Trump, never one to let disloyalty slide, responded with fury. “Numerous people have come forward wanting to run in the Primary,” he posted on Truth Social. “I will be meeting with them over the coming weeks, looking for someone who will properly represent the Great People of North Carolina.”
Tillis navigated an on-again, off-again relationship with Trump for nearly a decade. He’s walked this tightrope before and always managed to patch things up. I thought there was a chance he’d do it again.
But maybe this time, he didn’t want to. Maybe, after years of threading impossible needles, Tillis decided he didn’t want to spend another campaign pretending to be someone he’s not.
Either way, this wasn’t just another wobble. It was the end of the line.

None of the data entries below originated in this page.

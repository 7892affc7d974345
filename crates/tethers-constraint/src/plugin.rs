//! Bevy plugin wiring constraint lifecycle dispatch to a backend resource.

use std::marker::PhantomData;

use bevy::prelude::*;

use tethers_core::{TethersCorePlugin, TethersSet};
use tethers_physics::backend::ConstraintBackend;

use crate::events::SimulationTransition;
use crate::systems::{apply_activation_changes, apply_simulation_transitions};

/// Registers the lifecycle dispatch systems against a concrete backend
/// resource `B`.
///
/// # Usage
///
/// ```ignore
/// app.add_plugins(TethersPhysicsPlugin);
/// app.add_plugins(PointConstraintPlugin::<RapierWorld>::default());
/// ```
///
/// The systems run in [`TethersSet::Lifecycle`], before the physics step,
/// so constraints established this frame are seen by the solver in the
/// same frame.
pub struct PointConstraintPlugin<B> {
    _backend: PhantomData<fn() -> B>,
}

impl<B> Default for PointConstraintPlugin<B> {
    fn default() -> Self {
        Self {
            _backend: PhantomData,
        }
    }
}

impl<B: ConstraintBackend + Resource> Plugin for PointConstraintPlugin<B> {
    fn build(&self, app: &mut App) {
        if !app.is_plugin_added::<TethersCorePlugin>() {
            app.add_plugins(TethersCorePlugin);
        }
        app.add_event::<SimulationTransition>();
        app.add_systems(
            Update,
            (
                apply_simulation_transitions::<B>,
                apply_activation_changes::<B>,
            )
                .chain()
                .in_set(TethersSet::Lifecycle),
        );
    }
}

// ---------------------------------------------------------------------------
// Tests
// ---------------------------------------------------------------------------

#[cfg(test)]
mod tests {
    use super::*;
    use crate::constraint::PointConstraint;
    use tethers_core::types::{BodyHandle, ConstraintId};
    use tethers_physics::params::PointConstraintParams;

    #[derive(Resource, Default)]
    struct NullBackend;

    impl ConstraintBackend for NullBackend {
        fn body(&self, _entity: Entity) -> Option<BodyHandle> {
            None
        }
        fn anchor_transform(&mut self, _entity: Entity) -> Option<(Vec3, Quat)> {
            None
        }
        fn add_constraint(
            &mut self,
            _body: BodyHandle,
            _params: &PointConstraintParams,
        ) -> Option<ConstraintId> {
            None
        }
        fn update_constraint(&mut self, _body: BodyHandle, _id: ConstraintId, _remove: bool) {}
        fn name(&self) -> &str {
            "null"
        }
    }

    #[test]
    fn plugin_builds_and_updates() {
        let mut app = App::new();
        app.insert_resource(NullBackend);
        app.add_plugins(PointConstraintPlugin::<NullBackend>::default());
        app.world_mut().spawn(PointConstraint::new());
        app.update();
        app.update();
    }

    #[test]
    fn started_event_reaches_managers_without_panicking() {
        let mut app = App::new();
        app.insert_resource(NullBackend);
        app.add_plugins(PointConstraintPlugin::<NullBackend>::default());
        app.world_mut().spawn(PointConstraint::new().with_active(true));
        app.world_mut().send_event(SimulationTransition::Started);
        app.update();
    }
}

The old Tillis playbook couldn’t work this time
Tillis’s decision Sunday was so surprising because we’d all seen this movie before — or at least, we thought we had. Tillis faced similar conservative blowback in 2019 when he opposed Trump’s emergency declaration for the border wall, only to reverse course weeks later after intense pressure.
The same thing happened earlier this year, when Tillis considered opposing Pete Hegseth’s nomination for Secretary of Defense. He ultimately voted to confirm Hegseth.
In both cases, Tillis survived by tacking back toward the base just in time, deploying establishment allies to smooth things over, and counting on a lack of viable challengers.
But the stakes are different now. The base is more combative, and Trump’s influence is significantly stronger than it was in 2020. The president has already amassed a war chest over $1 billion, with the aim of getting loyalists in place for the second half of his final term.
If Trump had followed through, Tillis would have faced the fight of his political life — and no guarantee of surviving it.
The complicated legacy Tillis leaves behind
Tillis built his career on adaptation. He helped orchestrate the GOP takeover of the General Assembly in 2010, flipped a Senate seat in 2014, and survived 2020 thanks to a weak Democratic opponent. He was never the grassroots favorite — but he didn’t need to be. He won by outlasting and outmaneuvering.
But survival isn’t the same as leadership. Over time, it became clear he didn’t fit into either of the GOP’s dominant factions. A few months ago, I wrote that success in today’s Republican Party requires one of two things: Trump loyalty or principled defiance. Rand Paul—who also voted against Trump’s bill—took the latter path and walked away largely unscathed. Tillis never chose either.
In his retirement announcement, he pointed to bipartisan achievements: infrastructure, veterans’ care, mental health. He’s right that he got things done. But his career is more notable for what it never became.
He wasn’t a conservative firebrand or a reliable party-line vote. His most consistent trait was flexibility — just enough Trump loyalty to stay afloat, just enough bipartisanship to tout at home.
The charitable read: He did what he thought was best in each moment. The less charitable, and more persuasive, one: He governed like a man who thought he could keep everyone just happy enough. And eventually, that wasn’t enough for anyone.
A quiet exit, but a clear message
Tillis’s retirement spares him a brutal primary and offers a dignified end to a long and often complicated career. But make no mistake: this wasn’t purely voluntary.
The moment Trump turned on him, the clock started ticking.
In today’s Republican Party, you can survive a break with Trump, but only if voters already believe in you. After more than a decade in national politics, most North Carolina Republicans still weren’t sure what Tillis actually stood for. And that’s what ended his run.
This time, the political survivor didn’t even try to survive. Because in today’s GOP, there’s no middle ground left — just a choice. And Tillis never made one.